Woman Escaped From COVID Prison Camp In Australia And Gives All The Horrid Details

Many people think Australia’s measures to tackle the new coronavirus are downright dystopian, with barbed-wire-lined detention cells for those suspected of possessing COVID-19. It may sound clichéd, but fresh information about how people are processed into the camps proves that the camps’ judgment is correct.

The Daily Wire reported last week that “three teens were caught in Australia after jumping a fence in the middle of the night to escape a COVID-19 quarantine compound.”

“The teens – aged 15, 16, and 17 – had all tested negative for COVID-19 but were being quarantined because they were close contacts of people who had tested positive. They were being held in a COVID-19 quarantine facility in Howard Springs, just outside Northern Territory capital city Darwin,” Australia news outlet ABC reported.

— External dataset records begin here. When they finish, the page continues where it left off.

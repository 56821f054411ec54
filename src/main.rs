use std::path::PathBuf;

use clap::{Parser, ValueEnum};

use gotoh_align::io::fasta_reader::FastaReader;
use gotoh_align::utils::entropy;
use gotoh_align::{glb_align, lcl_align, sg_align, Cigar, ScoreMatrix};

#[derive(Parser)]
#[command(name = "gotoh-align")]
#[command(about = "Affine-gap pairwise alignment with CIGAR output", long_about = None)]
#[command(version)]
struct Cli {
    /// First sequence (query): literal bases, or @FILE.fa[.gz] for the first
    /// FASTA record
    #[arg(value_name = "SEQ_A")]
    seq_a: String,

    /// Second sequence (subject): literal bases or @FILE.fa[.gz]
    #[arg(value_name = "SEQ_B")]
    seq_b: String,

    /// Alignment mode
    #[arg(short = 'm', long, value_enum, default_value = "global")]
    mode: Mode,

    /// Pin the alignment start to the beginning of both sequences
    /// (semiglobal mode)
    #[arg(long)]
    pin_left: bool,

    /// Pin the alignment end to the end of both sequences (semiglobal mode)
    #[arg(long)]
    pin_right: bool,

    /// Match score (DNA matrix)
    #[arg(short = 'A', long, value_name = "INT", default_value = "1")]
    match_score: i8,

    /// Mismatch penalty (DNA matrix)
    #[arg(short = 'B', long, value_name = "INT", default_value = "2")]
    mismatch_penalty: i8,

    /// Gap open penalty (a one-base gap costs open + extend)
    #[arg(short = 'O', long, value_name = "INT", default_value = "3")]
    gap_open: i32,

    /// Gap extension penalty
    #[arg(short = 'E', long, value_name = "INT", default_value = "1")]
    gap_extend: i32,

    /// Score with BLOSUM62 instead of the DNA match/mismatch matrix
    #[arg(long)]
    protein: bool,

    /// Emit a detailed CIGAR (= and X instead of M)
    #[arg(long)]
    detailed: bool,

    /// Print the aligned sequences
    #[arg(long)]
    show_alignment: bool,

    /// Verbosity (1=error, 2=warning, 3=info, 4+=debug)
    #[arg(short = 'v', long, value_name = "INT", default_value = "3")]
    verbosity: u8,
}

#[derive(Clone, Copy, PartialEq, Eq, ValueEnum)]
enum Mode {
    Global,
    Local,
    Semiglobal,
}

fn load_sequence(arg: &str) -> std::io::Result<Vec<u8>> {
    if let Some(path) = arg.strip_prefix('@') {
        let mut reader = FastaReader::new(&PathBuf::from(path))?;
        match reader.read_record()? {
            Some(record) => {
                log::info!("read {} ({} bp) from {path}", record.id(), record.seq().len());
                Ok(record.seq().to_vec())
            }
            None => Err(std::io::Error::new(
                std::io::ErrorKind::UnexpectedEof,
                format!("no FASTA records in {path}"),
            )),
        }
    } else {
        Ok(arg.as_bytes().to_vec())
    }
}

fn main() {
    let cli = Cli::parse();

    let log_level = match cli.verbosity {
        v if v <= 1 => log::LevelFilter::Error,
        2 => log::LevelFilter::Warn,
        3 => log::LevelFilter::Info,
        _ => log::LevelFilter::Debug,
    };
    env_logger::Builder::from_default_env()
        .filter_level(log_level)
        .format_timestamp(None)
        .format_target(false)
        .init();

    if cli.mode != Mode::Semiglobal && (cli.pin_left || cli.pin_right) {
        log::warn!("--pin-left/--pin-right only apply to --mode semiglobal");
    }

    let a = match load_sequence(&cli.seq_a) {
        Ok(seq) => seq,
        Err(e) => {
            log::error!("failed to read first sequence: {e}");
            std::process::exit(1);
        }
    };
    let b = match load_sequence(&cli.seq_b) {
        Ok(seq) => seq,
        Err(e) => {
            log::error!("failed to read second sequence: {e}");
            std::process::exit(1);
        }
    };

    let matrix = if cli.protein {
        ScoreMatrix::blosum62()
    } else {
        ScoreMatrix::dna(cli.match_score, cli.mismatch_penalty)
    };

    let (rho, sigma) = (cli.gap_open, cli.gap_extend);
    let cigar = match cli.mode {
        Mode::Global => glb_align(&a, &b, rho, sigma, &matrix),
        Mode::Local => lcl_align(&a, &b, rho, sigma, &matrix),
        Mode::Semiglobal => sg_align(&a, &b, rho, sigma, cli.pin_left, cli.pin_right, &matrix),
    };

    report(&cli, &cigar, &a, &b, rho, sigma, &matrix);
}

fn report(cli: &Cli, cigar: &Cigar, a: &[u8], b: &[u8], rho: i32, sigma: i32, matrix: &ScoreMatrix) {
    let qlen = a.len() as i32;
    let rendered = if cli.detailed {
        cigar.detailed_cigar_string(0, qlen, a, b)
    } else {
        cigar.cigar_string(0, qlen)
    };

    let (qfrom, qto) = cigar.query_range();
    let (sfrom, sto) = cigar.subject_range();
    println!("CIGAR: {rendered}");
    println!("query span: {qfrom}..{qto}  subject span: {sfrom}..{sto}");
    println!("score: {}", cigar.score(a, b, rho, sigma, matrix));
    println!(
        "matches: {}  edit distance: {}",
        cigar.matches(a, b),
        cigar.distance(a, b)
    );
    println!("query entropy: {:.4}", entropy(a));

    if cli.show_alignment {
        let (top, bottom) = cigar.to_align(a, b);
        println!("{}", String::from_utf8_lossy(&top));
        println!("{}", String::from_utf8_lossy(&bottom));
    }
}
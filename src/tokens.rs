/// Token usage scraped from project logs
///
/// Only the tail of each log is read. Within one file the first pattern that matches
/// anything wins and its last hits are summed; files are added together. Logs that are
/// missing or unreadable count as zero.
use once_cell::sync::Lazy;
use regex::Regex;
use std::fs::File;
use std::io::{Read, Seek, SeekFrom};
use std::path::{Path, PathBuf};
use tracing::debug;

use crate::project::ProjectDescriptor;

/// How much of the end of each log we look at
const TAIL_BYTES: u64 = 150 * 1024;

/// Hits summed per file, counted from the end
const HITS_PER_FILE: usize = 100;

// Most specific first: JSON usage blocks, then free-form log lines
static TOKEN_PATTERNS: Lazy<Vec<Regex>> = Lazy::new(|| {
    [
        r#""total_tokens"\s*:\s*(\d+)"#,
        r#""completion_tokens"\s*:\s*(\d+)"#,
        r#""prompt_tokens"\s*:\s*(\d+)"#,
        r"[Tt]otal[_ ]?[Tt]okens?\s*[:=]\s*(\d+)",
        r"[Tt]okens?\s+used\s*[:=]\s*(\d+)",
        r"input_tokens.*?(\d+)",
        r"output_tokens.*?(\d+)",
    ]
    .iter()
    .filter_map(|pattern| Regex::new(pattern).ok())
    .collect()
});

/// Token count in one chunk of log text
pub fn count_tokens(text: &str) -> u64 {
    for pattern in TOKEN_PATTERNS.iter() {
        let hits: Vec<&str> = pattern
            .captures_iter(text)
            .filter_map(|caps| caps.get(1).map(|m| m.as_str()))
            .collect();
        if hits.is_empty() {
            continue;
        }
        return hits
            .iter()
            .rev()
            .take(HITS_PER_FILE)
            .filter_map(|hit| hit.parse::<u64>().ok())
            .fold(0u64, u64::saturating_add);
    }
    0
}

/// Explicit `log_files` relative to the project path, else every `*.log` directly in it
pub fn log_paths(descriptor: &ProjectDescriptor) -> Vec<PathBuf> {
    if descriptor.path.is_empty() {
        return Vec::new();
    }
    let root = Path::new(&descriptor.path);
    if !descriptor.log_files.is_empty() {
        return descriptor.log_files.iter().map(|file| root.join(file)).collect();
    }

    let Ok(entries) = std::fs::read_dir(root) else {
        return Vec::new();
    };
    let mut paths: Vec<PathBuf> = entries
        .flatten()
        .map(|entry| entry.path())
        .filter(|path| {
            let visible = path
                .file_name()
                .and_then(|name| name.to_str())
                .is_some_and(|name| !name.starts_with('.'));
            visible && path.is_file() && path.extension().is_some_and(|ext| ext == "log")
        })
        .collect();
    paths.sort();
    paths
}

fn read_tail(path: &Path) -> std::io::Result<String> {
    let mut file = File::open(path)?;
    let len = file.metadata()?.len();
    file.seek(SeekFrom::Start(len.saturating_sub(TAIL_BYTES)))?;
    let mut bytes = Vec::new();
    file.read_to_end(&mut bytes)?;
    Ok(String::from_utf8_lossy(&bytes).into_owned())
}

/// Total tokens reported across a project's logs. Blocking file I/O.
pub fn token_usage(descriptor: &ProjectDescriptor) -> u64 {
    log_paths(descriptor)
        .iter()
        .filter(|path| path.exists())
        .filter_map(|path| match read_tail(path) {
            Ok(text) => Some(count_tokens(&text)),
            Err(e) => {
                debug!("Skipping log {:?}: {}", path, e);
                None
            }
        })
        .fold(0u64, u64::saturating_add)
}
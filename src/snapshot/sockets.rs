/// Listening TCP socket enumeration
///
/// On Linux we read the kernel's tcp/tcp6 tables through `procfs` and map socket inodes
/// back to PIDs through each process's fd table. Elsewhere we ask `lsof`. Either way a
/// socket whose owner we can't read is still reported, just without a PID.
use once_cell::sync::Lazy;
use regex::Regex;
use std::collections::{BTreeSet, HashMap};

use super::ListeningSocket;
use crate::error::RecoverableError;

// `n*:8080`, `n127.0.0.1:5432`, `n[::1]:3000`
static LSOF_NAME: Lazy<Option<Regex>> = Lazy::new(|| Regex::new(r"^n.*:(\d+)$").ok());

pub fn listening_sockets() -> Result<Vec<ListeningSocket>, RecoverableError> {
    #[cfg(target_os = "linux")]
    {
        procfs_listening_sockets()
    }
    #[cfg(not(target_os = "linux"))]
    {
        lsof_listening_sockets()
    }
}

#[cfg(target_os = "linux")]
fn procfs_listening_sockets() -> Result<Vec<ListeningSocket>, RecoverableError> {
    use procfs::net::TcpState;
    use tracing::debug;

    let mut listeners: Vec<(u64, u16)> = Vec::new();
    let mut read_any = false;
    for (table, entries) in [("tcp", procfs::net::tcp()), ("tcp6", procfs::net::tcp6())] {
        match entries {
            Ok(entries) => {
                read_any = true;
                listeners.extend(
                    entries
                        .into_iter()
                        .filter(|entry| matches!(entry.state, TcpState::Listen) && entry.inode != 0)
                        .map(|entry| (entry.inode, entry.local_address.port())),
                );
            }
            // tcp6 is absent on kernels without IPv6
            Err(e) => debug!("Skipping {} table: {}", table, e),
        }
    }
    if !read_any {
        return Err(RecoverableError::SocketTable("no readable tcp table".to_string()));
    }

    let wanted: BTreeSet<u64> = listeners.iter().map(|(inode, _)| *inode).collect();
    let mut owners: HashMap<u64, u32> = HashMap::new();
    let processes = procfs::process::all_processes()
        .map_err(|e| RecoverableError::SocketTable(format!("/proc: {}", e)))?;
    // Entries that fail here vanished between the directory read and the open
    for process in processes.flatten() {
        match socket_inodes_of(&process) {
            Ok(inodes) => {
                for inode in inodes.into_iter().filter(|inode| wanted.contains(inode)) {
                    owners.entry(inode).or_insert(process.pid() as u32);
                }
            }
            Err(e) => debug!("Socket owner lookup skipped: {}", e),
        }
    }

    Ok(attach_owners(listeners, &owners))
}

#[cfg(target_os = "linux")]
fn socket_inodes_of(process: &procfs::process::Process) -> Result<Vec<u64>, RecoverableError> {
    use procfs::process::FDTarget;
    use procfs::ProcError;

    let pid = process.pid() as u32;
    let fds = process.fd().map_err(|e| match e {
        ProcError::PermissionDenied(_) => RecoverableError::PermissionDenied { pid },
        _ => RecoverableError::ProcessGone { pid },
    })?;

    Ok(fds
        .flatten()
        .filter_map(|fd| match fd.target {
            FDTarget::Socket(inode) => Some(inode),
            _ => None,
        })
        .collect())
}

/// Pair each listening (inode, port) with its owning PID, when we found one
#[cfg_attr(not(target_os = "linux"), allow(dead_code))]
fn attach_owners(listeners: Vec<(u64, u16)>, owners: &HashMap<u64, u32>) -> Vec<ListeningSocket> {
    let sockets: BTreeSet<ListeningSocket> = listeners
        .into_iter()
        .map(|(inode, port)| ListeningSocket {
            port,
            pid: owners.get(&inode).copied(),
        })
        .collect();
    sockets.into_iter().collect()
}

#[cfg(not(target_os = "linux"))]
fn lsof_listening_sockets() -> Result<Vec<ListeningSocket>, RecoverableError> {
    let output = std::process::Command::new("lsof")
        .args(["-nP", "-iTCP", "-sTCP:LISTEN", "-F", "pn"])
        .output()
        .map_err(|e| RecoverableError::SocketTable(format!("lsof: {}", e)))?;

    // lsof exits 1 both when nothing matches and on partial warnings
    if !output.status.success() && output.stdout.is_empty() && !output.stderr.is_empty() {
        return Err(RecoverableError::SocketTable(
            String::from_utf8_lossy(&output.stderr).trim().to_string(),
        ));
    }
    Ok(parse_lsof_output(&String::from_utf8_lossy(&output.stdout)))
}

/// Parses `lsof -F pn` field output: `p<pid>` lines followed by `n<addr>:<port>` lines
pub fn parse_lsof_output(output: &str) -> Vec<ListeningSocket> {
    let Some(name_re) = LSOF_NAME.as_ref() else {
        return Vec::new();
    };
    let mut current_pid = None;
    let mut sockets = BTreeSet::new();

    for line in output.lines() {
        if let Some(pid) = line.strip_prefix('p') {
            current_pid = pid.trim().parse::<u32>().ok();
        } else if let Some(caps) = name_re.captures(line.trim()) {
            if let Ok(port) = caps[1].parse::<u16>() {
                sockets.insert(ListeningSocket { port, pid: current_pid });
            }
        }
    }
    sockets.into_iter().collect()
}

#[cfg(test)]
mod tests {
    use super::*;

    #[test]
    fn test_attach_owners() {
        let owners = HashMap::from([(41233, 501)]);
        let sockets = attach_owners(vec![(41233, 8080), (41300, 3000), (41233, 8080)], &owners);
        assert_eq!(
            sockets,
            vec![
                ListeningSocket { port: 3000, pid: None },
                ListeningSocket { port: 8080, pid: Some(501) },
            ]
        );
    }

    #[test]
    fn test_parse_lsof_output() {
        let output = "p501\nn*:8080\nn[::1]:8080\np77\nn127.0.0.1:5432\nnlocalhost:notaport\n";
        let sockets = parse_lsof_output(output);
        assert_eq!(
            sockets,
            vec![
                ListeningSocket { port: 5432, pid: Some(77) },
                ListeningSocket { port: 8080, pid: Some(501) },
            ]
        );
    }

    #[cfg(target_os = "linux")]
    #[test]
    fn test_live_listener_is_owned_by_us() {
        let listener = std::net::TcpListener::bind("127.0.0.1:0").unwrap();
        let port = listener.local_addr().unwrap().port();

        let sockets = listening_sockets().unwrap();
        assert!(sockets.contains(&ListeningSocket {
            port,
            pid: Some(std::process::id()),
        }));
    }

    #[cfg(target_os = "linux")]
    #[test]
    fn test_connected_socket_is_not_listening() {
        let listener = std::net::TcpListener::bind("127.0.0.1:0").unwrap();
        let client = std::net::TcpStream::connect(listener.local_addr().unwrap()).unwrap();
        let client_port = client.local_addr().unwrap().port();

        let sockets = listening_sockets().unwrap();
        assert!(sockets.iter().all(|socket| socket.port != client_port));
    }
}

Hayley Hodgson, 26, recently detailed her experience being taken by authorities into the Howard detainment camp, a 2,000 person facility. Hodgson explains that police came to her door and asked if she had a covid test. Hodgson admits she lied and said she had.

But it’s what happened next that took things in a horrifying direction.

“So then the police officers blocked my driveway,” she says.

“I walked out and I said, ‘What’s going on, are you guys testing me for COVID? What’s happening?” They said, ‘No, you’re getting taken away. And you have no choice. You’re going to Howard Springs. You either come with us now, and we’ll put you in the back of the divvy van. Or you can have a choice to get a ‘COVID cab’… I just said, ‘I don’t consent to this. I don’t understand why I can’t just self-isolate at home, like a lot of other people are doing.’ And they just said, ‘We’ve just been told from higher up where to take you. And that’s all that there is.’”

Howard Springs camp is advertised as “the safest and most functional design for quarantine in Australia” and Hodgson was told she would be able to leave once she tested negative at the state-run facility. However, authorities kept her there for 14 days despite being tested three times. She was even threatened with a fine of $5,000 AUD — the equivalent of $3,510.88— for not wearing a mask at one point.

Hodgson recalls the surreal experience.

“You literally get put on the back of a golf buggy with your bags. And these people are in hazmat suits and everything. They don’t want to come near you because they think you’re infectious. And they literally drop you to your room. And they leave you. They don’t come and say anything, they don’t check-up, they don’t do anything. You get delivered your meals once a day. And you are just left.”

“You feel like you’re in prison. You feel like you’ve done something wrong, it’s inhumane what they’re doing. You are so small, they just overpower you. And you’re literally nothing. It’s like ‘you do what we say, or you’re in trouble, we’ll lock you up for longer.’ Yeah, they were even threatening me that if I was to do this again, ‘we will extend your time in here.’”

Australia is currently building more camps similar to Howard Springs.